* **Problem**: Which lines below contain "ProcessRunner"? Pull them out.

======== Data for the task ========

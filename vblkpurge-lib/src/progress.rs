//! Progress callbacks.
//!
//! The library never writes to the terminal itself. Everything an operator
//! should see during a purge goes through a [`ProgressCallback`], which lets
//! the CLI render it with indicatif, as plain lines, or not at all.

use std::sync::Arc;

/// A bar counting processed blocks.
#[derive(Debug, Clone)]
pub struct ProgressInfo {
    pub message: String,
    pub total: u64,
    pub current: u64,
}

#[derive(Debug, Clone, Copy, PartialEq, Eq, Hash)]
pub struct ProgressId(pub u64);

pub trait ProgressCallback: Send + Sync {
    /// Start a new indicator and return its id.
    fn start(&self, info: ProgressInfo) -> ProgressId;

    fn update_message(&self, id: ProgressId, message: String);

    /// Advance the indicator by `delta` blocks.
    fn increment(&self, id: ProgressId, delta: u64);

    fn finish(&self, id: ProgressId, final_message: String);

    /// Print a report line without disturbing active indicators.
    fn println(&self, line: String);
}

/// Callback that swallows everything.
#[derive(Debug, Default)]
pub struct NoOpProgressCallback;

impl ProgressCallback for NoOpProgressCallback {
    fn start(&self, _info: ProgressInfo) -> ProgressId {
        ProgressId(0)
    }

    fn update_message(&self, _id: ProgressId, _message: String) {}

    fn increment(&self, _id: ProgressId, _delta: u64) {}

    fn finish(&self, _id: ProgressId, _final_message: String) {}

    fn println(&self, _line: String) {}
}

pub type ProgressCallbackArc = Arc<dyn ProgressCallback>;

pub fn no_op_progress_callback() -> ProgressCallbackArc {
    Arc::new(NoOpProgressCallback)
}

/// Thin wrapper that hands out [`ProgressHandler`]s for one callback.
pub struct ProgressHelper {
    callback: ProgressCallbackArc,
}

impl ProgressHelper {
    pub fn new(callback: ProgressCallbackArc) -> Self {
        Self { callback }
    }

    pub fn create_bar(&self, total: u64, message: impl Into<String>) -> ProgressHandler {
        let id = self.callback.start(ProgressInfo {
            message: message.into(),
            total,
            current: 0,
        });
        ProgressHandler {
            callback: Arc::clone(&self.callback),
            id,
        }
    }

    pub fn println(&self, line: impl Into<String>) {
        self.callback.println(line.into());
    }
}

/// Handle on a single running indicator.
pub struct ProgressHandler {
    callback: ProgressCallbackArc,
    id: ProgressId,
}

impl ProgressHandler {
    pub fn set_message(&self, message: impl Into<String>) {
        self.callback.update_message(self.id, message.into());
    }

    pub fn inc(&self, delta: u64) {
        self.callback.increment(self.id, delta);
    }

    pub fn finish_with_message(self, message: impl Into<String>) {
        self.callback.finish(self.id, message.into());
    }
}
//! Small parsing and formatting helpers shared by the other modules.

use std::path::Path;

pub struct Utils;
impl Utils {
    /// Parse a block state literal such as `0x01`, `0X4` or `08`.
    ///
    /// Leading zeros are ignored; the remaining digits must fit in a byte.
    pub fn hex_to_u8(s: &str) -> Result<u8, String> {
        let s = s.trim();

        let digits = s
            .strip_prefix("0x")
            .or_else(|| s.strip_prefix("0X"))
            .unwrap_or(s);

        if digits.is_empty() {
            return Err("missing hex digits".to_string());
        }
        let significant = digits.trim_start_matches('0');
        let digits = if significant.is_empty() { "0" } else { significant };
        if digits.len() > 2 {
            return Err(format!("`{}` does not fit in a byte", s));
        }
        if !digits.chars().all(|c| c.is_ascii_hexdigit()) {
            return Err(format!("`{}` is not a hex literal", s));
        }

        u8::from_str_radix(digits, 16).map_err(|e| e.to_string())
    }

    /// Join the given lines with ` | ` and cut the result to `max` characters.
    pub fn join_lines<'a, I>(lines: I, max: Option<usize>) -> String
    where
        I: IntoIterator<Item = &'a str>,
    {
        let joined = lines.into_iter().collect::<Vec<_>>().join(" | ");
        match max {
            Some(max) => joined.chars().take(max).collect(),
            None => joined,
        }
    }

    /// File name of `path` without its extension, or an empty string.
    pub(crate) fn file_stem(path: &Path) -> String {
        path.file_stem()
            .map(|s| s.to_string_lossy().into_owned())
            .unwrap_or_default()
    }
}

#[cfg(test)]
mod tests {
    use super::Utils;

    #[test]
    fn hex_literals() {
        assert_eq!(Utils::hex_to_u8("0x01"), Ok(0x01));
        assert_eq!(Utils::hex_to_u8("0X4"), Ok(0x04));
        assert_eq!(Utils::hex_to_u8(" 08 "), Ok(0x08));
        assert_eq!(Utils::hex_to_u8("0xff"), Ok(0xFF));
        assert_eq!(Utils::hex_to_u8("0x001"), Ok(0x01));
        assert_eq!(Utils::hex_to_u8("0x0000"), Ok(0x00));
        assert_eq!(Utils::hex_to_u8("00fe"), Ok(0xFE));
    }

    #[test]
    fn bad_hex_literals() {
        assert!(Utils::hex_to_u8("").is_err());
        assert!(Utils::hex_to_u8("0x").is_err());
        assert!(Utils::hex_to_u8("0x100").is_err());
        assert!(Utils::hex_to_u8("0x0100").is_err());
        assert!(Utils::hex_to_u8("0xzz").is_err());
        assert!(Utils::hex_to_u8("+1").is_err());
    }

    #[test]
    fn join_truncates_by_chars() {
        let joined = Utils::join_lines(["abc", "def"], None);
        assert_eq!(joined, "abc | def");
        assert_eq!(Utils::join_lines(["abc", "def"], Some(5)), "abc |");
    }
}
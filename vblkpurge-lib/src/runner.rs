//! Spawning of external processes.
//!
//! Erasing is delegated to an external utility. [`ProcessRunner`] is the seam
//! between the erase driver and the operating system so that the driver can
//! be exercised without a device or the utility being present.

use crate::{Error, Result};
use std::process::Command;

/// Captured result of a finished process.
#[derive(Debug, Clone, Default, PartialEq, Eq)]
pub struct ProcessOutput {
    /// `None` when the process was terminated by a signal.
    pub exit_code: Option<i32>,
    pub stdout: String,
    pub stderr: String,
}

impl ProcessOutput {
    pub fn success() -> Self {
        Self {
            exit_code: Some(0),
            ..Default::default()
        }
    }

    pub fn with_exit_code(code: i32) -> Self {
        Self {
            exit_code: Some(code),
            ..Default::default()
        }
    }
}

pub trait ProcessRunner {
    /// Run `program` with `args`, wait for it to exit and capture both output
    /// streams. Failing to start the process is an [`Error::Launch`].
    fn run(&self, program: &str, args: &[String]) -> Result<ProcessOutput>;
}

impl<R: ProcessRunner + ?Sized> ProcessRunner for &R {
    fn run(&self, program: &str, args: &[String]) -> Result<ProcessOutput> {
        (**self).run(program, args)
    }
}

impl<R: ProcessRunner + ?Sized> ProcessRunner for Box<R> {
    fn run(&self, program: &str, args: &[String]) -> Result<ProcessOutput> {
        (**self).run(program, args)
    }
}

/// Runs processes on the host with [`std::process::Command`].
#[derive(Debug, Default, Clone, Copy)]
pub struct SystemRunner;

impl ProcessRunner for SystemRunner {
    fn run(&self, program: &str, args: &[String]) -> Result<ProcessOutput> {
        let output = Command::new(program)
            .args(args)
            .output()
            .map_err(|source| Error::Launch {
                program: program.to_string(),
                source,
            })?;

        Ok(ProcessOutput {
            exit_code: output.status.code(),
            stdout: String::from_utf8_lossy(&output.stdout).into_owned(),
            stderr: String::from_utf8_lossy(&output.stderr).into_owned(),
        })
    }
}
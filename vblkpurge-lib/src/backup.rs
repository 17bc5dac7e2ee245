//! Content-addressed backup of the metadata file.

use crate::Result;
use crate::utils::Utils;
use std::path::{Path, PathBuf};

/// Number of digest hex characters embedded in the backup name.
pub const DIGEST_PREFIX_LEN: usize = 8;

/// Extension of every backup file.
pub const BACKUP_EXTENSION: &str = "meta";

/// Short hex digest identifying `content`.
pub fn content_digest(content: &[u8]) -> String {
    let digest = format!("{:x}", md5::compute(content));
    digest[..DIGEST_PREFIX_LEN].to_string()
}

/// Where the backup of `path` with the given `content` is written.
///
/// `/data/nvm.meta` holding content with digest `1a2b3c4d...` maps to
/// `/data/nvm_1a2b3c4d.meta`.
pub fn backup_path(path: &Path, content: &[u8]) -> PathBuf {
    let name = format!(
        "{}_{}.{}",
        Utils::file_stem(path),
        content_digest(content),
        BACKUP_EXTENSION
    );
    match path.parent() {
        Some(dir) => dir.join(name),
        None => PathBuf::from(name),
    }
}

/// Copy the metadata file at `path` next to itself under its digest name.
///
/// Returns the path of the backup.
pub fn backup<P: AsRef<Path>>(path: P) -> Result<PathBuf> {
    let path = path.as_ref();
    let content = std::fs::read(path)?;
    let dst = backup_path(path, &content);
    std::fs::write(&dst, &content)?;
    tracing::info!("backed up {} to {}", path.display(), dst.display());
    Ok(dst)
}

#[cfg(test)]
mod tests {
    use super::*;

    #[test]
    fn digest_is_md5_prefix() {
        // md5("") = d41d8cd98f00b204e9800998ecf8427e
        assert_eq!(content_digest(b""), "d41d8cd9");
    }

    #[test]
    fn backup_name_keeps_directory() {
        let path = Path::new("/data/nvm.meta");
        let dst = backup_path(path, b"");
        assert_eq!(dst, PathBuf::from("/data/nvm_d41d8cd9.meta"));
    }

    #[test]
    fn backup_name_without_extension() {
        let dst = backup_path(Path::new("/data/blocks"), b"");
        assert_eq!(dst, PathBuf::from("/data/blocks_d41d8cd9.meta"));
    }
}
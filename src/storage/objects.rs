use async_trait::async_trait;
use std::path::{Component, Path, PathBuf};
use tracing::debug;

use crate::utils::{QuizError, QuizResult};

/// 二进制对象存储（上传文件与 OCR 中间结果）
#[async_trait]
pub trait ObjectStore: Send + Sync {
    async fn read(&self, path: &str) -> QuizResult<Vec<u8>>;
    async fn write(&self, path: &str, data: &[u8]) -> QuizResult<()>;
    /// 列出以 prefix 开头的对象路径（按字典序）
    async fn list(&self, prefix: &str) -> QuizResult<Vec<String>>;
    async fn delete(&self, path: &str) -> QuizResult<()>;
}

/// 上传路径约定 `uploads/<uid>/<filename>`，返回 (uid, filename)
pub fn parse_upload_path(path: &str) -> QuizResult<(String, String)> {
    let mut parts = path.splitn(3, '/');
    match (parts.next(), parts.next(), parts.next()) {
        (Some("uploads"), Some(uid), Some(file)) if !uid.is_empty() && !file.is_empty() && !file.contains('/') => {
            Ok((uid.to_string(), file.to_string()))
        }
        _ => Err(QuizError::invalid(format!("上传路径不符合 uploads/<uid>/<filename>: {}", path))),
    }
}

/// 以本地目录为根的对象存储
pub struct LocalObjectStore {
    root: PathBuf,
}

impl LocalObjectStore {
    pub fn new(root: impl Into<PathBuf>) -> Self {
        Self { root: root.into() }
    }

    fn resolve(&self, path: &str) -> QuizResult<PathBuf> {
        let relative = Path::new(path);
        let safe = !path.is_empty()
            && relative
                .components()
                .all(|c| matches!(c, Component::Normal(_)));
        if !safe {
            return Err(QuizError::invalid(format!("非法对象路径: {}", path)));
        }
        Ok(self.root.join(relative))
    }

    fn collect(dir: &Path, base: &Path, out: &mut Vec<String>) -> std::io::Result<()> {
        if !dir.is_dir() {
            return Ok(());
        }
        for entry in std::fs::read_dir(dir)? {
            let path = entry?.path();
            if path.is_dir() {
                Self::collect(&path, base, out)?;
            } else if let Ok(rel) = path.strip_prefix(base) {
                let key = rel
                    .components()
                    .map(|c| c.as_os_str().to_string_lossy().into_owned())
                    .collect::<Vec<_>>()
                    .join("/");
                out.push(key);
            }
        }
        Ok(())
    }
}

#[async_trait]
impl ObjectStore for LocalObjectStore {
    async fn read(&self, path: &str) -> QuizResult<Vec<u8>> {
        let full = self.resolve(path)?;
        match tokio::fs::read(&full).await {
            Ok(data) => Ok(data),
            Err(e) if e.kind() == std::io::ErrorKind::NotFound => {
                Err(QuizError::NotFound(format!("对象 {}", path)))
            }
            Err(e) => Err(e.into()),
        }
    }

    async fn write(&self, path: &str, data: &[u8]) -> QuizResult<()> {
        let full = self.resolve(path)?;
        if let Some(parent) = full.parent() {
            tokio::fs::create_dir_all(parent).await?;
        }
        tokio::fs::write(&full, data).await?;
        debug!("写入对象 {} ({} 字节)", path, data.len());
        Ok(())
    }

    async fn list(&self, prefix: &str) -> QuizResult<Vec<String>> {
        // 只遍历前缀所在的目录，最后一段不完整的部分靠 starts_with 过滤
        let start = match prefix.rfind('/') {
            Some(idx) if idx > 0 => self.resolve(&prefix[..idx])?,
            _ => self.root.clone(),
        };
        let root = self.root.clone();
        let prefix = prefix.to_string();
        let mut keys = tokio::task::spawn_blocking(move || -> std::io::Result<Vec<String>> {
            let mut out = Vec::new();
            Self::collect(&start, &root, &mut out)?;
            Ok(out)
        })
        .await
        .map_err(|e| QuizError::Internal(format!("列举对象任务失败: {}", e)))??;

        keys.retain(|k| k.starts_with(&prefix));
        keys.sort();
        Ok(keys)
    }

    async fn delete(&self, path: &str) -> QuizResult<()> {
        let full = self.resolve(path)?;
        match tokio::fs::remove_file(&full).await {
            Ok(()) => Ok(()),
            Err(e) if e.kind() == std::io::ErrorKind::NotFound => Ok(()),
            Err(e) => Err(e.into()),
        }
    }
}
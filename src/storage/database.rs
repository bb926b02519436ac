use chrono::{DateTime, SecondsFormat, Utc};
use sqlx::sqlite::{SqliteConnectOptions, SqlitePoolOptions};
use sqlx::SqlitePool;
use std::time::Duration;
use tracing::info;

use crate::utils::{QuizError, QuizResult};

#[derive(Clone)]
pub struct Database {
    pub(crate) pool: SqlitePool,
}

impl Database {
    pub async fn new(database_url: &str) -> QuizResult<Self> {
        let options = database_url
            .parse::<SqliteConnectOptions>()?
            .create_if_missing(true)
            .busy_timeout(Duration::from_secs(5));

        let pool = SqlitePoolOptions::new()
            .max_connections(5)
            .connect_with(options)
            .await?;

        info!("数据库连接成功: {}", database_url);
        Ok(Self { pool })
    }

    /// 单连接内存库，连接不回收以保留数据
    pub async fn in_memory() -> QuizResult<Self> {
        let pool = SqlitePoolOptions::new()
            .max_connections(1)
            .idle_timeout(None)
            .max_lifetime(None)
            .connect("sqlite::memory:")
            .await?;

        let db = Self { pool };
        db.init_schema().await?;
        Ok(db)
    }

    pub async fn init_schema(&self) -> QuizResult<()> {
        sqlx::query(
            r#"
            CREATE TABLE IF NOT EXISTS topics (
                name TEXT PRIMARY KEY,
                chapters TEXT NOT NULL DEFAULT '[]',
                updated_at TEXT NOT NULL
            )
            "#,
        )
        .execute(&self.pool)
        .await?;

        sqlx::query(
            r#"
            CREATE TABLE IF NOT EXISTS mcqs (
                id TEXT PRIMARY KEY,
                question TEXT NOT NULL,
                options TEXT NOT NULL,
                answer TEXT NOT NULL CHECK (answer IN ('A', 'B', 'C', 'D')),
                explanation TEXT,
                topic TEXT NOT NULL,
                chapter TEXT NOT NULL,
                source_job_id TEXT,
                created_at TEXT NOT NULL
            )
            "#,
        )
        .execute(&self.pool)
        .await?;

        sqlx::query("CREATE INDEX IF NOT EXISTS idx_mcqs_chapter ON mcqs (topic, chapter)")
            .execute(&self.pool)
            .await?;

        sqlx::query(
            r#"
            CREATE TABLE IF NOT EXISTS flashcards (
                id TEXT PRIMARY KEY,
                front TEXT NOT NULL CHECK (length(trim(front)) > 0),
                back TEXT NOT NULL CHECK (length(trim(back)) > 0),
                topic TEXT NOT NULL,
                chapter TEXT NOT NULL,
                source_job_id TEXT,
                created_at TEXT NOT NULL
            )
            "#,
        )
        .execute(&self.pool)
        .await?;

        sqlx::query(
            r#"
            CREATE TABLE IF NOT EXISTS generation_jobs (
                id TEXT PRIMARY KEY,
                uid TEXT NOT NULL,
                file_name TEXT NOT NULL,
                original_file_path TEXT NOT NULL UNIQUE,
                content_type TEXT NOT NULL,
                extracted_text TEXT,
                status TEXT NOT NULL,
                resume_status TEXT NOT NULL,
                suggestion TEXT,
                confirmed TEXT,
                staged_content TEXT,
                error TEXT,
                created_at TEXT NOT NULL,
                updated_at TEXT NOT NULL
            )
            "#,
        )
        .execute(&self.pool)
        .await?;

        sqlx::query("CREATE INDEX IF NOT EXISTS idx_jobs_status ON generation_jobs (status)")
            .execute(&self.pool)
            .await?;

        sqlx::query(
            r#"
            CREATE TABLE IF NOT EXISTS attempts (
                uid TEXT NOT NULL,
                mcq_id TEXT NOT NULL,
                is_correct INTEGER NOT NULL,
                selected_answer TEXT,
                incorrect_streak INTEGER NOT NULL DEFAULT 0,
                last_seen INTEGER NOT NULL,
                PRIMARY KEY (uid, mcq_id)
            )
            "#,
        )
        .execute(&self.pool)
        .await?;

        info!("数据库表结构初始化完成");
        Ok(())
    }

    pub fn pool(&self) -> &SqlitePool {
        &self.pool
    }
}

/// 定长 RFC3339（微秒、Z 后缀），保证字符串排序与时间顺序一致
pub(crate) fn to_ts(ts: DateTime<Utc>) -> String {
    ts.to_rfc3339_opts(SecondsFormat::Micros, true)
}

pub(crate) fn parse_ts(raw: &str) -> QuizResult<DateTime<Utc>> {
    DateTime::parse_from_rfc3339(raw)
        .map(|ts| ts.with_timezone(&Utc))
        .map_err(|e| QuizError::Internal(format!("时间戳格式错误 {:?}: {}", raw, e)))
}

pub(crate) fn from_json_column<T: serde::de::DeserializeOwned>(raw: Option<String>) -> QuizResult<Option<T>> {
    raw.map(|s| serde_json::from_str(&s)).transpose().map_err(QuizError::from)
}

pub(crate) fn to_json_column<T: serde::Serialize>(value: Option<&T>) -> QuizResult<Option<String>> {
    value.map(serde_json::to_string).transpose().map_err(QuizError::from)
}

========

* **Reply**:
//! Erasing is delegated to an external utility. [`ProcessRunner`] is the seam
pub trait ProcessRunner {
impl<R: ProcessRunner + ?Sized> ProcessRunner for &R {
impl<R: ProcessRunner + ?Sized> ProcessRunner for Box<R> {
impl ProcessRunner for SystemRunner {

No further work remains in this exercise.